Your objective: In exact form, please repeat the records from their opening line down to the line with "fn cancel_keyboard() ->", including that line.

Collected data entries
-=-=-=-=-

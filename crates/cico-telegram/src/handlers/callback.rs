use std::sync::{
    atomic::{AtomicUsize, Ordering},
    Arc,
};

use async_trait::async_trait;
use teloxide::prelude::*;
use tokio::{task::JoinError, time::Instant};
use tracing::{error, info, warn};

use cico_core::{
    domain::{ChatId, Destination, MessageId, MessageRef, UserId},
    errors::Error,
    export::{CancelOutcome, ExportError, ExportOutcome, StatusSink},
    formatting::format_settings_html,
    messaging::{
        port::MessagingPort,
        types::{InlineButton, InlineKeyboard, ParseMode},
    },
    ports::ALL_RECORDS,
    progress::{
        render_cancelled_html, render_done_html, render_failed_html, render_progress_html,
        snapshot, ProgressSnapshot,
    },
    records::AttendanceRecord,
    Result,
};

use crate::router::AppState;

use super::{commands::settings_keyboard, reply_html, report_portal_error, require_token, send_reports};

#[derive(Clone, Copy, Debug, PartialEq, Eq)]
enum CallbackAction {
    TodayReport,
    LastTenReports,
    GetAllData,
    CancelDump,
    SetStretch(bool),
}

impl CallbackAction {
    fn parse(data: &str) -> Option<Self> {
        match data {
            "today_report" => Some(Self::TodayReport),
            "last_10_reports" => Some(Self::LastTenReports),
            "get_all_data" => Some(Self::GetAllData),
            "cancel_dump" => Some(Self::CancelDump),
            "set_stretch_on" => Some(Self::SetStretch(true)),
            "set_stretch_off" => Some(Self::SetStretch(false)),
            _ => None,
        }
    }
}

fn cancel_keyboard() -> InlineKeyboard {
    InlineKeyboard::one_per_row(vec![InlineButton::new("❌ Cancel Upload", "cancel_dump")])
}

/// Bulk exports go out oldest-first; the portal answers newest-first.
fn oldest_first(mut records: Vec<AttendanceRecord>) -> Vec<AttendanceRecord> {
    records.reverse();
    records
}

pub async fn handle_callback(
    _bot: Bot,
    q: CallbackQuery,
    state: Arc<AppState>,
) -> ResponseResult<()> {
    let cb_id = q.id.clone();
    let user_id = UserId(q.from.id.0 as i64);
    let chat_id = q.message.as_ref().map(|m| ChatId(m.chat.id.0));
    let message_id = q.message.as_ref().map(|m| MessageId(m.id.0));
    let data = q.data.clone().unwrap_or_default();

    let answer = |text: Option<&'static str>| {
        let messenger = state.messenger.clone();
        let cb_id = cb_id.clone();
        async move {
            let _ = messenger.answer_callback_query(&cb_id, text).await;
        }
    };

    if !state.cfg.is_user_allowed(Some(user_id)) {
        answer(Some("Unauthorized")).await;
        return Ok(());
    }

    let (Some(chat_id), Some(action)) = (chat_id, CallbackAction::parse(&data)) else {
        answer(None).await;
        return Ok(());
    };
    info!(user_id = user_id.0, ?action, "callback");

    match action {
        CallbackAction::CancelDump => {
            let text = match state.exports.cancel(user_id) {
                CancelOutcome::Requested => "Stopping upload...",
                CancelOutcome::NotFound => "No active upload found.",
            };
            answer(Some(text)).await;
        }

        CallbackAction::SetStretch(enabled) => {
            if let Err(e) = state.store.set_stretch(user_id, enabled).await {
                warn!(user_id = user_id.0, error = %e, "failed to save stretch setting");
                answer(Some("Could not save setting")).await;
                return Ok(());
            }
            answer(Some(if enabled {
                "Image stretching enabled!"
            } else {
                "Image stretching disabled!"
            }))
            .await;

            if let Some(message_id) = message_id {
                let _ = state
                    .messenger
                    .edit_text(
                        MessageRef {
                            chat_id,
                            message_id,
                        },
                        &format_settings_html(enabled),
                        ParseMode::Html,
                        Some(&settings_keyboard()),
                    )
                    .await;
            }
        }

        CallbackAction::TodayReport => {
            answer(None).await;
            send_latest(&state, chat_id, user_id, 1, "🔄 Fetching today's report...").await;
        }

        CallbackAction::LastTenReports => {
            answer(None).await;
            send_latest(&state, chat_id, user_id, 10, "🔄 Fetching last 10 reports...").await;
        }

        CallbackAction::GetAllData => {
            answer(None).await;
            start_bulk_export(state, chat_id, user_id).await;
        }
    }

    Ok(())
}

/// Fetch up to `limit` recent records and deliver them to the user's chat, newest-first.
async fn send_latest(state: &AppState, chat_id: ChatId, user_id: UserId, limit: u32, notice: &str) {
    let Some(token) = require_token(state, chat_id, user_id).await else {
        return;
    };
    reply_html(state, chat_id, notice).await;

    let records = match state.portal.attendance(&token, limit).await {
        Ok(r) => r,
        Err(e) => {
            report_portal_error(state, chat_id, user_id, &e, "❌ Error fetching data.").await;
            return;
        }
    };
    if records.is_empty() {
        reply_html(state, chat_id, "ℹ️ No records found.").await;
        return;
    }

    match send_reports(state, chat_id, user_id, &records).await {
        Ok(()) if records.len() > 1 => reply_html(state, chat_id, "✅ All reports sent.").await,
        Ok(()) => {}
        Err(e) => {
            warn!(user_id = user_id.0, error = %e, "report delivery failed");
            reply_html(state, chat_id, "❌ Error sending reports.").await;
        }
    }
}

/// Validate, fetch, and hand the bulk upload to its own task.
///
/// Updates for one chat are handled sequentially, so the upload must not run inline:
/// the Cancel button's callback would wait behind it.
async fn start_bulk_export(state: Arc<AppState>, chat_id: ChatId, user_id: UserId) {
    let Some(token) = require_token(&state, chat_id, user_id).await else {
        return;
    };
    let settings = state.store.get(user_id).await;
    let Some(dest) = settings
        .dump_destination
        .as_deref()
        .and_then(Destination::parse)
    else {
        reply_html(
            &state,
            chat_id,
            "⚠️ No dump channel set. Use /dump &lt;channel_id&gt; to configure it first.",
        )
        .await;
        return;
    };

    // Held from here on; every early return below releases it.
    let Ok(guard) = state.exports.claim(user_id) else {
        reply_html(
            &state,
            chat_id,
            "⚠️ An upload is already running. Please wait or cancel it.",
        )
        .await;
        return;
    };

    reply_html(&state, chat_id, "🔄 Fetching all records (last 10 years)...").await;
    let records = match state.portal.attendance(&token, ALL_RECORDS).await {
        Ok(r) => oldest_first(r),
        Err(e) => {
            report_portal_error(&state, chat_id, user_id, &e, "❌ Error fetching data.").await;
            return;
        }
    };
    if records.is_empty() {
        reply_html(&state, chat_id, "ℹ️ No records found.").await;
        return;
    }

    let started = Instant::now();
    let initial = snapshot(0, records.len(), started, started);
    let progress = match state
        .messenger
        .send_keyboard(
            chat_id,
            &render_progress_html(&initial),
            ParseMode::Html,
            &cancel_keyboard(),
        )
        .await
    {
        Ok(m) => m,
        Err(e) => {
            warn!(user_id = user_id.0, error = %e, "could not post progress message");
            reply_html(&state, chat_id, "❌ Error during bulk upload.").await;
            return;
        }
    };

    let total = records.len();
    let stretch = settings.stretch_images;
    tokio::spawn(async move {
        let sink = Arc::new(ProgressMessage::new(state.messenger.clone(), progress));
        let job = {
            let state = Arc::clone(&state);
            let sink = Arc::clone(&sink);
            tokio::spawn(async move {
                state
                    .exports
                    .run_claimed(guard, &records, &dest, stretch, &*sink)
                    .await
            })
        };
        let result = join_outcome(job.await, sink.completed(), total);
        finish_bulk_export(&state, chat_id, &sink, started, result).await;
    });
}

/// A panicked export still gets a terminal status instead of a stale progress message.
fn join_outcome(
    joined: std::result::Result<std::result::Result<ExportOutcome, ExportError>, JoinError>,
    completed: usize,
    total: usize,
) -> std::result::Result<ExportOutcome, ExportError> {
    joined.unwrap_or_else(|e| {
        error!(error = %e, completed, total, "export task died");
        Err(ExportError::Failed {
            completed,
            total,
            cause: Error::Transport(format!("export task died: {e}")),
        })
    })
}

async fn finish_bulk_export(
    state: &AppState,
    chat_id: ChatId,
    sink: &ProgressMessage,
    started: Instant,
    result: std::result::Result<ExportOutcome, ExportError>,
) {
    match result {
        Ok(ExportOutcome::Completed { total }) => {
            let done = snapshot(total, total, started, Instant::now());
            sink.replace(&render_done_html(&done)).await;
            reply_html(state, chat_id, "✅ Bulk upload complete!").await;
        }
        Ok(ExportOutcome::Cancelled { completed, total }) => {
            sink.replace(&render_cancelled_html(completed, total)).await;
        }
        Err(ExportError::AlreadyRunning) => {
            sink.replace("⚠️ An upload is already running. Please wait or cancel it.")
                .await;
        }
        Err(ExportError::EmptyInput) => {
            sink.replace("ℹ️ No records found.").await;
        }
        Err(ExportError::Failed {
            completed, total, ..
        }) => {
            sink.replace(&render_failed_html(completed, total)).await;
            reply_html(state, chat_id, "❌ Error during bulk upload.").await;
        }
    }
}

/// The status message of one bulk upload, edited in place.
struct ProgressMessage {
    messenger: Arc<dyn MessagingPort>,
    msg: MessageRef,
    completed: AtomicUsize,
}

impl ProgressMessage {
    fn new(messenger: Arc<dyn MessagingPort>, msg: MessageRef) -> Self {
        Self {
            messenger,
            msg,
            completed: AtomicUsize::new(0),
        }
    }

    /// Records done as of the last published snapshot.
    fn completed(&self) -> usize {
        self.completed.load(Ordering::Relaxed)
    }

    /// Terminal edit: drops the Cancel button.
    async fn replace(&self, html: &str) {
        if let Err(e) = self
            .messenger
            .edit_text(self.msg, html, ParseMode::Html, None)
            .await
        {
            warn!(error = %e, "final progress edit failed");
        }
    }
}

#[async_trait]
impl StatusSink for ProgressMessage {
    async fn publish(&self, progress: &ProgressSnapshot) -> Result<()> {
        self.completed.store(progress.completed, Ordering::Relaxed);
        self.messenger
            .edit_text(
                self.msg,
                &render_progress_html(progress),
                ParseMode::Html,
                Some(&cancel_keyboard()),
            )
            .await
    }
}

#[cfg(test)]
mod tests {
    use super::*;

    #[test]
    fn parses_every_known_callback() {
        assert_eq!(CallbackAction::parse("today_report"), Some(CallbackAction::TodayReport));
        assert_eq!(
            CallbackAction::parse("last_10_reports"),
            Some(CallbackAction::LastTenReports)
        );
        assert_eq!(CallbackAction::parse("get_all_data"), Some(CallbackAction::GetAllData));
        assert_eq!(CallbackAction::parse("cancel_dump"), Some(CallbackAction::CancelDump));
        assert_eq!(
            CallbackAction::parse("set_stretch_on"),
            Some(CallbackAction::SetStretch(true))
        );
        assert_eq!(
            CallbackAction::parse("set_stretch_off"),
            Some(CallbackAction::SetStretch(false))
        );
        assert_eq!(CallbackAction::parse("askuser:1:2"), None);
        assert_eq!(CallbackAction::parse(""), None);
    }

    #[test]
    fn bulk_order_is_reversed_portal_order() {
        let recs: Vec<AttendanceRecord> = ["2025-01-03", "2025-01-02", "2025-01-01"]
            .into_iter()
            .map(|d| AttendanceRecord {
                date: d.to_string(),
                ..Default::default()
            })
            .collect();
        let dates: Vec<String> = oldest_first(recs).into_iter().map(|r| r.date).collect();
        assert_eq!(dates, ["2025-01-01", "2025-01-02", "2025-01-03"]);
    }

    #[tokio::test]
    async fn panicked_export_becomes_a_failure_with_last_progress() {
        let joined = tokio::spawn(async {
            if true {
                panic!("boom");
            }
            Ok::<_, ExportError>(ExportOutcome::Completed { total: 5 })
        })
        .await;

        match join_outcome(joined, 2, 5) {
            Err(ExportError::Failed {
                completed, total, ..
            }) => assert_eq!((completed, total), (2, 5)),
            other => panic!("unexpected: {other:?}"),
        }
    }

    #[tokio::test]
    async fn finished_export_passes_through() {
        let joined =
            tokio::spawn(async { Ok::<_, ExportError>(ExportOutcome::Completed { total: 3 }) }).await;
        assert_eq!(
            join_outcome(joined, 3, 3).unwrap(),
            ExportOutcome::Completed { total: 3 }
        );
    }

    #[test]
    fn cancel_button_targets_cancel_dump() {
        let kb = cancel_keyboard();
        assert_eq!(kb.rows.len(), 1);
        assert_eq!(kb.rows[0][0].callback_data, "cancel_dump");
    }
}
use async_trait::async_trait;

use crate::{
    messaging::types::Media,
    records::{AttendanceRecord, StudentProfile},
    Result,
};

/// Record limit used for "all time" bulk exports.
pub const ALL_RECORDS: u32 = 9999;

/// Attendance portal port.
///
/// Implementations return `Error::AuthExpired` when the portal rejects the token, so callers
/// can ask the user to `/login` again instead of reporting an empty history.
#[async_trait]
pub trait AttendancePort: Send + Sync {
    /// Exchange credentials for an access token.
    async fn login(&self, email: &str, password: &str) -> Result<String>;

    /// Newest-first history, at most `limit` entries.
    async fn attendance(&self, token: &str, limit: u32) -> Result<Vec<AttendanceRecord>>;

    async fn profile(&self, token: &str) -> Result<StudentProfile>;
}

/// Image processing port.
///
/// Never fails toward the caller: on any internal error it hands back the original
/// reference as `Media::Url`.
#[async_trait]
pub trait ImageProcessor: Send + Sync {
    async fn process(&self, image_ref: &str, stretch: bool) -> Media;
}
//! Diff suppression and plan-time locality checks
//!
//! The suppressors match the core `DiffSuppressFn` signature and are attached
//! to attributes in resource schemas. The locality check is a custom-diff hook
//! rejecting cross-resource references whose scope does not match the
//! resource's own scope.

use std::sync::Arc;

use chrono::DateTime;
use meridian_core::provider::CustomizeDiffFn;
use meridian_core::resource::{ResourceData, Value};

use crate::locality::{compare_localities, expand_id, parse_localized_id, parse_localized_nested_id};
use crate::scope::ClientDefaults;

/// Identifiers differing only by their scope prefix are equal
pub fn diff_suppress_func_locality(_key: &str, old: &Value, new: &Value) -> bool {
    match (old, new) {
        (Value::String(old), Value::String(new)) => expand_id(old) == expand_id(new),
        _ => false,
    }
}

/// Case-insensitive comparison for cloud enum values (e.g. commercial types)
pub fn diff_suppress_func_ignore_case(_key: &str, old: &Value, new: &Value) -> bool {
    match (old, new) {
        (Value::String(old), Value::String(new)) => old.eq_ignore_ascii_case(new),
        _ => false,
    }
}

/// RFC 3339 timestamps designating the same instant are equal
pub fn diff_suppress_func_time_rfc3339(_key: &str, old: &Value, new: &Value) -> bool {
    let (Some(old), Some(new)) = (old.as_str(), new.as_str()) else {
        return false;
    };
    match (DateTime::parse_from_rfc3339(old), DateTime::parse_from_rfc3339(new)) {
        (Ok(old), Ok(new)) => old == new,
        _ => false,
    }
}

/// Expand every `#` segment of `key` into the indices of the list it designates
fn expand_key(d: &ResourceData, key: &str) -> Vec<String> {
    let Some((prefix, rest)) = key.split_once(".#") else {
        return vec![key.to_string()];
    };

    let count = d
        .get_path(&format!("{}.#", prefix))
        .and_then(|v| v.as_int())
        .unwrap_or(0);

    (0..count)
        .flat_map(|i| expand_key(d, &format!("{}.{}{}", prefix, i, rest)))
        .collect()
}

/// Scope of the resource: from its identifier, else from its zone/region, else the client default
fn resource_locality(d: &ResourceData, defaults: &ClientDefaults) -> Option<String> {
    if !d.is_gone() {
        if let Ok(id) = parse_localized_id(d.id()) {
            return Some(id.locality);
        }
        if let Ok(id) = parse_localized_nested_id(d.id()) {
            return Some(id.locality);
        }
    }
    d.get_string("zone")
        .or_else(|| d.get_string("region"))
        .map(str::to_string)
        .or_else(|| defaults.zone.as_ref().map(|z| z.to_string()))
        .or_else(|| defaults.region.as_ref().map(|r| r.to_string()))
}

/// Custom-diff hook checking that every identifier stored under `keys` lives
/// in a scope compatible with the resource's. Keys may use `#` for "every
/// index of this list" (e.g. `private_network.#.private_network_id`).
/// Unscoped identifiers are accepted as-is.
pub fn customize_diff_locality_check(keys: &[&str], defaults: ClientDefaults) -> CustomizeDiffFn {
    let keys: Vec<String> = keys.iter().map(|k| k.to_string()).collect();

    Arc::new(move |d: &ResourceData| {
        let Some(locality) = resource_locality(d, &defaults) else {
            return Ok(());
        };

        for key in &keys {
            for path in expand_key(d, key) {
                let Some(Value::String(value)) = d.get_path(&path) else {
                    continue;
                };
                let Ok(parsed) = parse_localized_id(&value) else {
                    continue;
                };
                if !compare_localities(&parsed.locality, &locality) {
                    return Err(format!(
                        "given {} {} has different locality than the resource \"{}\"",
                        key, value, locality
                    ));
                }
            }
        }
        Ok(())
    })
}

-=-=-=-=-

Exercise result:
filename crates/cico-telegram/src/handlers/callback.rs
use std::sync::{
    atomic::{AtomicUsize, Ordering},
    Arc,
};

use async_trait::async_trait;
use teloxide::prelude::*;
use tokio::{task::JoinError, time::Instant};
use tracing::{error, info, warn};

use cico_core::{
    domain::{ChatId, Destination, MessageId, MessageRef, UserId},
    errors::Error,
    export::{CancelOutcome, ExportError, ExportOutcome, StatusSink},
    formatting::format_settings_html,
    messaging::{
        port::MessagingPort,
        types::{InlineButton, InlineKeyboard, ParseMode},
    },
    ports::ALL_RECORDS,
    progress::{
        render_cancelled_html, render_done_html, render_failed_html, render_progress_html,
        snapshot, ProgressSnapshot,
    },
    records::AttendanceRecord,
    Result,
};

use crate::router::AppState;

use super::{commands::settings_keyboard, reply_html, report_portal_error, require_token, send_reports};

#[derive(Clone, Copy, Debug, PartialEq, Eq)]
enum CallbackAction {
    TodayReport,
    LastTenReports,
    GetAllData,
    CancelDump,
    SetStretch(bool),
}

impl CallbackAction {
    fn parse(data: &str) -> Option<Self> {
        match data {
            "today_report" => Some(Self::TodayReport),
            "last_10_reports" => Some(Self::LastTenReports),
            "get_all_data" => Some(Self::GetAllData),
            "cancel_dump" => Some(Self::CancelDump),
            "set_stretch_on" => Some(Self::SetStretch(true)),
            "set_stretch_off" => Some(Self::SetStretch(false)),
            _ => None,
        }
    }
}

fn cancel_keyboard() -> InlineKeyboard {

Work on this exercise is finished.